TASK STATEMENT | Looking at the data below, count the lines that contain the string "NavAction". Write only the total.
··· DATASET CONTENT
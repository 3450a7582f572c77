use mindmap_core::{
    interpret, CoreConfig, Edge, InputContext, MindMapClient, NavAction, NavKey, Node,
    TreeSnapshot,
};
use std::time::Instant;

fn editor_with_three_children() -> MindMapClient {
    let snapshot = TreeSnapshot::new(
        vec![
            Node::with_id("r", "root"),
            Node::with_id("a", "a"),
            Node::with_id("b", "b"),
            Node::with_id("c", "c"),
            Node::with_id("b1", "b1"),
        ],
        vec![
            Edge::between("r", "a"),
            Edge::between("r", "b"),
            Edge::between("r", "c"),
            Edge::between("b", "b1"),
        ],
    );
    MindMapClient::editor(snapshot, &CoreConfig::default())
}

#[test]
fn first_arrow_selects_first_root() {
    let mut client = editor_with_three_children();
    let focus = client.handle_key(NavKey::Down, Instant::now()).unwrap();
    assert_eq!(focus.node_id, "r");
    assert_eq!(client.snapshot().selected_id(), Some("r"));
}

#[test]
fn arrows_walk_the_visible_tree() {
    let mut client = editor_with_three_children();
    let now = Instant::now();
    client.handle_key(NavKey::Down, now);

    let walk = [
        (NavKey::Right, "b"),
        (NavKey::Right, "b1"),
        (NavKey::Left, "b"),
        (NavKey::Down, "c"),
        (NavKey::Up, "b"),
        (NavKey::Up, "a"),
        (NavKey::Left, "r"),
    ];
    for (key, expected) in walk {
        let focus = client.handle_key(key, now).unwrap();
        assert_eq!(focus.node_id, expected, "after {key:?}");
        assert_eq!(client.snapshot().selected_id(), Some(expected));
        assert_eq!(
            client.take_focus_request().map(|request| request.node_id),
            Some(expected.to_string())
        );
    }
}

#[test]
fn boundary_moves_keep_selection() {
    let mut client = editor_with_three_children();
    let now = Instant::now();
    client.handle_key(NavKey::Down, now);
    client.handle_key(NavKey::Right, now);
    client.handle_key(NavKey::Down, now);
    assert_eq!(client.snapshot().selected_id(), Some("c"));

    assert!(client.handle_key(NavKey::Down, now).is_none());
    assert!(client.handle_key(NavKey::Right, now).is_none());
    assert_eq!(client.snapshot().selected_id(), Some("c"));
}

#[test]
fn space_opens_rename_and_blocks_navigation() {
    let mut client = editor_with_three_children();
    let now = Instant::now();
    client.handle_key(NavKey::Down, now);
    client.handle_key(NavKey::Space, now);
    assert_eq!(client.rename_target(), Some("r"));

    assert!(client.handle_key(NavKey::Right, now).is_none());
    assert_eq!(client.snapshot().selected_id(), Some("r"));

    client.cancel_rename();
    assert_eq!(client.handle_key(NavKey::Right, now).unwrap().node_id, "b");
}

#[test]
fn delete_key_removes_selected_subtree() {
    let mut client = editor_with_three_children();
    let now = Instant::now();
    client.handle_key(NavKey::Down, now);
    client.handle_key(NavKey::Right, now);

    let focus = client.handle_key(NavKey::Backspace, now).unwrap();
    assert_eq!(focus.node_id, "r");
    assert!(!client.snapshot().contains("b"));
    assert!(!client.snapshot().contains("b1"));
    assert_eq!(client.snapshot().nodes.len(), 3);
}

#[test]
fn hidden_children_are_not_navigable() {
    let mut client = editor_with_three_children();
    let now = Instant::now();
    client.handle_key(NavKey::Down, now);
    client.execute(mindmap_core::Command::ToggleExpand("r".to_string()), now);

    assert!(client.handle_key(NavKey::Right, now).is_none());
    let context = InputContext::default();
    assert_eq!(
        interpret(client.snapshot(), NavKey::Right, context),
        NavAction::Ignored
    );
}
······
EXERCISE RESULT | 2